The U.S. Travel Association, which had been wary of some of the proposed changes to the Visa Waiver Program, said that its members found the most recent changes palatable. U.S. Travel President and CEO Roger Dow noted that the move to go with the more sensible plan put forth by Miller will help to balance security needs with those of the travel industry as a whole.
“By adopting the provisions in Rep. Miller’s bill for the final omnibus package, Congress has demonstrated that it is indeed capable of bi-partisan, common-sense approaches to national security that embrace freedom over fear,” Dow said in a news release.
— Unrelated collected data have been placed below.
//! # Catalog Client
//!
//! Typed access to the catalog routes exposed by the backend.
//!
//! ## Overview
//!
//! - Single resources (`track`, `user`, `playlist`, `resolve`, `me`) are
//!   plain async calls.
//! - Small one-shot collections (`track_comments`, `track_likes`,
//!   `related_tracks`) return the first page only.
//! - Paged collections return a [`Paginator`] bound to a [`CollectionQuery`].
//! - `like_track` / `unlike_track` publish their progress through a
//!   [`MutationState`] watch channel and also return the error to the caller.
//!
//! Routes under `/me` and the like endpoints need a [`SessionManager`]; see
//! [`CatalogClient::with_session`].
//!
//! ## Usage
//!
//! ```ignore
//! let client = CatalogClient::new(&config).with_session(session.clone());
//!
//! let results = client.search_tracks("strobe");
//! results.load_more().await;
//! for track in results.items() {
//!     println!("{}", track.title);
//! }
//! ```

use crate::error::{CatalogError, Result};
use crate::fetchers::{
    decode, Access, Api, CollectionFetcher, CollectionQuery, PlaylistQuery, TrackQuery, UserQuery,
};
use crate::models::{Comment, Playlist, PlaylistId, Resource, Track, TrackId, User, UserId};
use crate::pagination::CollectionResponse;
use crate::paginator::{PageFetcher, Paginator};
use bridge_traits::{HttpMethod, HttpRequest};
use core_async::sync::{watch, CancellationToken};
use core_auth::SessionManager;
use core_runtime::config::CoreConfig;
use core_runtime::events::{CatalogEvent, CoreEvent, EventBus};
use std::fmt;
use std::sync::Arc;
use tracing::{info, instrument, warn};

/// Progress of like/unlike calls.
#[derive(Debug, Clone, Default, PartialEq, Eq)]
pub struct MutationState {
    pending: usize,
    /// Error of the most recent failed mutation, cleared when a new one starts.
    pub error: Option<CatalogError>,
}

impl MutationState {
    /// True while any mutation is in flight.
    pub fn loading(&self) -> bool {
        self.pending > 0
    }
}

/// Cloneable client for the catalog API.
#[derive(Clone)]
pub struct CatalogClient {
    api: Api,
    events: Option<EventBus>,
    mutations: Arc<watch::Sender<MutationState>>,
}

impl CatalogClient {
    /// Anonymous client. Only public routes will succeed.
    pub fn new(config: &CoreConfig) -> Self {
        let (mutations, _) = watch::channel(MutationState::default());
        Self {
            api: Api::new(config),
            events: None,
            mutations: Arc::new(mutations),
        }
    }

    /// Use `session` for bearer tokens on authenticated routes.
    pub fn with_session(mut self, session: SessionManager) -> Self {
        self.api = self.api.with_session(session);
        self
    }

    /// Report paging and mutation failures on `events`.
    pub fn with_events(mut self, events: EventBus) -> Self {
        self.events = Some(events);
        self
    }

    pub fn session(&self) -> Option<&SessionManager> {
        self.api.session()
    }

    // ------------------------------------------------------------------
    // Single resources
    // ------------------------------------------------------------------

    #[instrument(skip(self))]
    pub async fn track(&self, id: TrackId) -> Result<Track> {
        self.get(&format!("/tracks/{}", id), Access::Public).await
    }

    #[instrument(skip(self))]
    pub async fn user(&self, id: UserId) -> Result<User> {
        self.get(&format!("/users/{}", id), Access::Public).await
    }

    #[instrument(skip(self))]
    pub async fn playlist(&self, id: PlaylistId) -> Result<Playlist> {
        self.get(&format!("/playlists/{}", id), Access::Public).await
    }

    /// Resolve a public web URL (e.g. a track permalink) to its resource.
    #[instrument(skip(self))]
    pub async fn resolve(&self, url: &str) -> Result<Resource> {
        let query = url::form_urlencoded::Serializer::new(String::new())
            .append_pair("url", url)
            .finish();
        let value: serde_json::Value = self
            .get(&format!("/resolve?{}", query), Access::Public)
            .await?;
        Resource::from_value(value).map_err(|e| CatalogError::Decode(e.to_string()))
    }

    /// Profile of the signed-in user.
    #[instrument(skip(self))]
    pub async fn me(&self) -> Result<User> {
        self.get("/me", Access::Authenticated).await
    }

    // ------------------------------------------------------------------
    // One-shot collections
    // ------------------------------------------------------------------

    #[instrument(skip(self))]
    pub async fn track_comments(&self, id: TrackId) -> Result<Vec<Comment>> {
        self.get_collection(&format!("/tracks/{}/comments", id)).await
    }

    /// Users who liked the track.
    #[instrument(skip(self))]
    pub async fn track_likes(&self, id: TrackId) -> Result<Vec<User>> {
        self.get_collection(&format!("/tracks/{}/likes", id)).await
    }

    #[instrument(skip(self))]
    pub async fn related_tracks(&self, id: TrackId) -> Result<Vec<Track>> {
        self.get_collection(&format!("/tracks/{}/related", id)).await
    }

    // ------------------------------------------------------------------
    // Paged collections
    // ------------------------------------------------------------------

    /// Paginator for any collection query.
    pub fn paginate<Q: CollectionQuery>(&self, query: Q) -> Paginator<Q::Item, Q> {
        let fetcher: Arc<dyn PageFetcher<Q::Item, Q>> =
            Arc::new(CollectionFetcher::<Q>::new(self.api.clone()));
        match &self.events {
            Some(events) => {
                let label = query.label();
                Paginator::with_events(fetcher, query, events.clone(), label)
            }
            None => Paginator::from_fetcher(fetcher, query),
        }
    }

    pub fn search_tracks(&self, text: impl Into<String>) -> Paginator<Track, TrackQuery> {
        self.paginate(TrackQuery::Search(text.into()))
    }

    pub fn playlist_tracks(&self, id: PlaylistId) -> Paginator<Track, TrackQuery> {
        self.paginate(TrackQuery::InPlaylist(id))
    }

    pub fn user_tracks(&self, id: UserId) -> Paginator<Track, TrackQuery> {
        self.paginate(TrackQuery::ByUser(id))
    }

    pub fn user_liked_tracks(&self, id: UserId) -> Paginator<Track, TrackQuery> {
        self.paginate(TrackQuery::LikedBy(id))
    }

    pub fn my_tracks(&self) -> Paginator<Track, TrackQuery> {
        self.paginate(TrackQuery::Mine)
    }

    pub fn my_liked_tracks(&self) -> Paginator<Track, TrackQuery> {
        self.paginate(TrackQuery::MyLikes)
    }

    pub fn search_users(&self, text: impl Into<String>) -> Paginator<User, UserQuery> {
        self.paginate(UserQuery::Search(text.into()))
    }

    pub fn user_followers(&self, id: UserId) -> Paginator<User, UserQuery> {
        self.paginate(UserQuery::FollowersOf(id))
    }

    pub fn user_followings(&self, id: UserId) -> Paginator<User, UserQuery> {
        self.paginate(UserQuery::FollowingsOf(id))
    }

    pub fn my_followers(&self) -> Paginator<User, UserQuery> {
        self.paginate(UserQuery::MyFollowers)
    }

    pub fn my_followings(&self) -> Paginator<User, UserQuery> {
        self.paginate(UserQuery::MyFollowings)
    }

    pub fn search_playlists(&self, text: impl Into<String>) -> Paginator<Playlist, PlaylistQuery> {
        self.paginate(PlaylistQuery::Search(text.into()))
    }

    pub fn user_playlists(&self, id: UserId) -> Paginator<Playlist, PlaylistQuery> {
        self.paginate(PlaylistQuery::ByUser(id))
    }

    pub fn my_playlists(&self) -> Paginator<Playlist, PlaylistQuery> {
        self.paginate(PlaylistQuery::Mine)
    }

    // ------------------------------------------------------------------
    // Mutations
    // ------------------------------------------------------------------

    /// Like a track as the signed-in user.
    ///
    /// # Errors
    ///
    /// `CatalogError::NotAuthenticated` without a session token; this check
    /// happens before any state change. Request failures are recorded in
    /// [`MutationState::error`] and returned.
    #[instrument(skip(self))]
    pub async fn like_track(&self, id: TrackId) -> Result<()> {
        self.mutate("like_track", HttpMethod::Post, id).await
    }

    #[instrument(skip(self))]
    pub async fn unlike_track(&self, id: TrackId) -> Result<()> {
        self.mutate("unlike_track", HttpMethod::Delete, id).await
    }

    pub fn mutation_state(&self) -> MutationState {
        self.mutations.borrow().clone()
    }

    pub fn subscribe_mutations(&self) -> watch::Receiver<MutationState> {
        self.mutations.subscribe()
    }

    async fn mutate(&self, operation: &str, method: HttpMethod, id: TrackId) -> Result<()> {
        let signed_in = self
            .api
            .session()
            .is_some_and(|session| session.access_token().is_some());
        if !signed_in {
            return Err(CatalogError::NotAuthenticated);
        }

        self.mutations.send_modify(|state| {
            state.pending += 1;
            state.error = None;
        });

        let request = HttpRequest::new(method, self.api.endpoint(&format!("/tracks/{}/like", id)));
        let result = self
            .api
            .send(request, Access::Authenticated, &CancellationToken::new())
            .await
            .map(|_| ());

        self.mutations.send_modify(|state| {
            state.pending = state.pending.saturating_sub(1);
            if let Err(error) = &result {
                state.error = Some(error.clone());
            }
        });

        match &result {
            Ok(()) => info!(track_id = %id, operation, "Mutation applied"),
            Err(error) => {
                warn!(track_id = %id, operation, error = %error, "Mutation failed");
                if let Some(events) = &self.events {
                    let _ = events.emit(CoreEvent::Catalog(CatalogEvent::MutationFailed {
                        operation: operation.to_string(),
                        message: error.to_string(),
                    }));
                }
            }
        }

        result
    }

    // ------------------------------------------------------------------
    // Plumbing
    // ------------------------------------------------------------------

    async fn get<R: serde::de::DeserializeOwned>(&self, route: &str, access: Access) -> Result<R> {
        self.api
            .get_json(route, access, &CancellationToken::new())
            .await
    }

    async fn get_collection<T: serde::de::DeserializeOwned>(&self, route: &str) -> Result<Vec<T>> {
        let response = self
            .api
            .send(
                HttpRequest::get(self.api.endpoint(route)),
                Access::Public,
                &CancellationToken::new(),
            )
            .await?;
        let body: CollectionResponse<T> = decode(&response)?;
        Ok(body.into_items())
    }
}

impl fmt::Debug for CatalogClient {
    fn fmt(&self, f: &mut fmt::Formatter<'_>) -> fmt::Result {
        f.debug_struct("CatalogClient")
            .field("authenticated", &self.api.session().is_some())
            .field("mutations", &*self.mutations.borrow())
            .finish()
    }
}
Airlines for America, another trade group affected by the decision, praised the visa-waiver bill after it had passed the House—before later being placed into the budget bill. A4A President and CEO Nicholas E. Calio said that the reforms help to “ensure the United States continues to play a leading role in working with other countries around the world to strengthen cooperation, improve intelligence sharing and accomplish our shared security goals.”
Another industry that was quick to applaud the bill’s passage was the biometrics industry, which is likely to benefit from tighter airport security. The International Biometrics & Identification Association (IBIA) noted that passengers are scanned through the Visa Waiver Program at the time of arrival at the destination, but there’s no similar requirement at points of departure. The bill helps remedy this issue.
“Screening of VWP passengers prior to departure provides substantial security benefits,” IBIA’s managing director, Tovah LaDier, said in a news release. “This proactive practice helps to identify terrorists and other criminals as early in the process as possible, stops them from boarding planes bound for the U.S., and prevents attacks on U.S. bound planes.”
Diplomatic Partners More Wary
The new regulations didn’t receive nearly as much praise beyond American borders. In particular, the European Union—perhaps the largest global beneficiary of the program—raised concerns about the decision to tighten security without working more closely with existing diplomatic partners.
“What we want to see is intensified cooperation, and consequently greater security, for both the United States and its allies,” wrote David O’Sullivan, the EU’s ambassador to the United States, in an op-ed for The Hill. “We want to work with the U.S. to improve information exchange regarding individuals subject of course to the appropriate constitutional protection.”
And the National Iranian American Council has raised concerns about the effect of visa waivers on Iranian citizens, given the requirement that any person who has visited Syria, Iraq, Iran, or Sudan since 2011 must take part in a consulate interview before being allowed to travel to the U.S.
“The piece of legislation is a clear example of institutional discrimination that will affect the Iranian American community,” researcher Michael Esfahani wrote on the council’s website last week. “By passing the provision, Congress is indirectly, and knowingly, barring Iranian Americans from their fundamental privileges as US citizens.”
While the country has faced numerous diplomatic problems with the U.S. over the years, a recent deal was put into place to lift sanctions on Iran. The law raised issues this week after Secretary of State John Kerry said that the visa-waiver rules could be ignored as part of the nuclear pact between Iran and the United States.